Publication Date : 12-03-2014

 

Bank of China Ltd rolled out a new index on Tuesday that tracks the development of offshore yuan as part of its pledge to build up strength overseas to cash in on the yuan's globalisation.

The index tracks the yuan's offshore indicators, including the amount of deposits, loans and trading volume, to reflect the currency's level of involvement in global trade and investment.

At the end of 2013, the index's reading was 0.91 per cent, representing the yuan's market share in the entire global financial market. In comparison, the reading for the US dollar, the euro and the British pounds was 48.17 per cent, 25.2 per cent and 5.91 per cent, respectively, using the same methods of calculation.

The 0.91 per cent reading for the yuan grew from 0.5 per cent at the end of 2012, and 0.32 per cent at the end of 2011.

"The index illustrated the yuan's rapid rise in global trade and investment, which is to continue over the next three to five years," said Chen Siqing, president of Bank of China Ltd, at a news briefing in Beijing on Tuesday.

By the end of 2013, offshore yuan deposits, an important indicator of market size, reached 1.5 trillion yuan ($245 billion).

Zhou Xiaochuan, governor of the People's Bank of China - the nation's central bank - said at a news conference on Tuesday that it still has a lot of "homework" to do regarding the yuan's globalisation, but it won't forcibly promote the currency and will instead let investors decide if they want to use it.

Currency goes global with offshore yuan index

"When it comes to promoting the yuan, we won't prearrange the speed, location and timing," Zhou told reporters in Beijing.

Zhou added the central bank might set up a currency swap line with Paris to facilitate the city's yuan trading, but whether the capital of France can become an offshore yuan center is a matter for the market to decide.

The yuan's quick rise over the past few years provided incentives to investors to hold on to the currency.

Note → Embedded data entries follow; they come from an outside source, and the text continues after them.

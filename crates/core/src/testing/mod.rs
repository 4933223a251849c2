//! Testing utilities and mock implementations.
//!
//! The mock provider lets engine and server tests run without yt-dlp or
//! network access.
//!
//! # Example
//!
//! ```rust,ignore
//! use tubeline_core::testing::{fixtures, MockOutcome, MockProvider};
//!
//! let primary = Arc::new(MockProvider::new("primary").with_progress(vec![25.0, 100.0]));
//! let dispatcher = DownloadDispatcher::new(fixtures::fast_config(dir.path()), primary, None);
//! let id = dispatcher.start(&fixtures::video_url(1))?;
//! ```

mod mock_provider;

pub use mock_provider::{MockOutcome, MockProvider, RecordedDownload};

/// Test fixtures and helper functions.
pub mod fixtures {
    use std::path::Path;
    use std::time::Duration;

    use crate::engine::{BackoffPolicy, DispatcherConfig};
    use crate::job::JobSnapshot;

    /// A valid, distinct YouTube URL for each `n`.
    pub fn video_url(n: u32) -> String {
        format!("https://www.youtube.com/watch?v=test{:07}", n)
    }

    /// Dispatcher config with millisecond backoff, suitable for tests.
    pub fn fast_config(download_dir: &Path) -> DispatcherConfig {
        DispatcherConfig {
            download_dir: download_dir.to_path_buf(),
            backoff: BackoffPolicy::new(3, Duration::from_millis(5), Duration::from_millis(20)),
            attempt_timeout: Duration::from_secs(5),
            max_concurrent: 0,
            channel_capacity: 1024,
        }
    }

    /// Poll `check` until it returns a terminal snapshot or `timeout` passes.
    pub async fn wait_for_terminal<F>(timeout: Duration, mut check: F) -> Option<JobSnapshot>
    where
        F: FnMut() -> Option<JobSnapshot>,
    {
        let deadline = tokio::time::Instant::now() + timeout;
        loop {
            if let Some(job) = check().filter(|j| j.is_terminal()) {
                return Some(job);
            }
            if tokio::time::Instant::now() >= deadline {
                return None;
            }
            tokio::time::sleep(Duration::from_millis(5)).await;
        }
    }
}
//! Error taxonomy shared by providers, workers and the dispatcher.

use std::fmt;

use serde::{Deserialize, Serialize};

/// Classified reason a download failed or was refused.
#[derive(Debug, Clone, Copy, PartialEq, Eq, Hash, Serialize, Deserialize)]
#[serde(rename_all = "snake_case")]
pub enum ErrorKind {
    /// Input failed the URL allow-list. Never retried.
    InvalidUrl,
    /// Connection, DNS or timeout trouble. Retried.
    Network,
    /// The provider could not extract or fetch the media. Retried a bounded number of times.
    Extraction,
    /// Credentials rejected or sign-in required.
    Auth,
    /// Rate limit or quota exhausted.
    Quota,
    /// Local disk trouble.
    Filesystem,
    /// Canceled by the caller.
    Canceled,
}

impl ErrorKind {
    /// Whether the worker should retry the same provider after this error.
    pub fn is_retryable(&self) -> bool {
        matches!(self, ErrorKind::Network | ErrorKind::Extraction)
    }

    pub fn as_str(&self) -> &'static str {
        match self {
            ErrorKind::InvalidUrl => "invalid_url",
            ErrorKind::Network => "network",
            ErrorKind::Extraction => "extraction",
            ErrorKind::Auth => "auth",
            ErrorKind::Quota => "quota",
            ErrorKind::Filesystem => "filesystem",
            ErrorKind::Canceled => "canceled",
        }
    }
}

impl fmt::Display for ErrorKind {
    fn fmt(&self, f: &mut fmt::Formatter<'_>) -> fmt::Result {
        f.write_str(self.as_str())
    }
}

/// Error stored on a failed job.
#[derive(Debug, Clone, PartialEq, Eq, Serialize, Deserialize)]
pub struct JobError {
    pub kind: ErrorKind,
    pub message: String,
}

impl JobError {
    pub fn new(kind: ErrorKind, message: impl Into<String>) -> Self {
        Self {
            kind,
            message: message.into(),
        }
    }

    pub fn canceled() -> Self {
        Self::new(ErrorKind::Canceled, "download canceled")
    }
}

impl fmt::Display for JobError {
    fn fmt(&self, f: &mut fmt::Formatter<'_>) -> fmt::Result {
        write!(f, "{}: {}", self.kind, self.message)
    }
}

impl std::error::Error for JobError {}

Many fear the rise will stall going forward.

After a decade-long steady appreciation, the yuan lost 1.4 per cent in February as markets speculated the central bank intentionally caused the depreciation to discourage speculation. Zhou dismissed that theory, saying the central bank "doesn't take sides" regarding exchange rates.

"Financial markets are more sensitive to short-term movements. But the central bank cares more about medium-and long-term movements. The short-term trend doesn't indicate the long-term movement," Zhou said.

Bank of China's Chen said a two-way floating exchange rate won't affect the yuan's rise very much globally.

"Individuals might choose to move away from the yuan if the market's appreciation expectation weakens, but corporations have reasons to use the currency other than speculation," said Chen.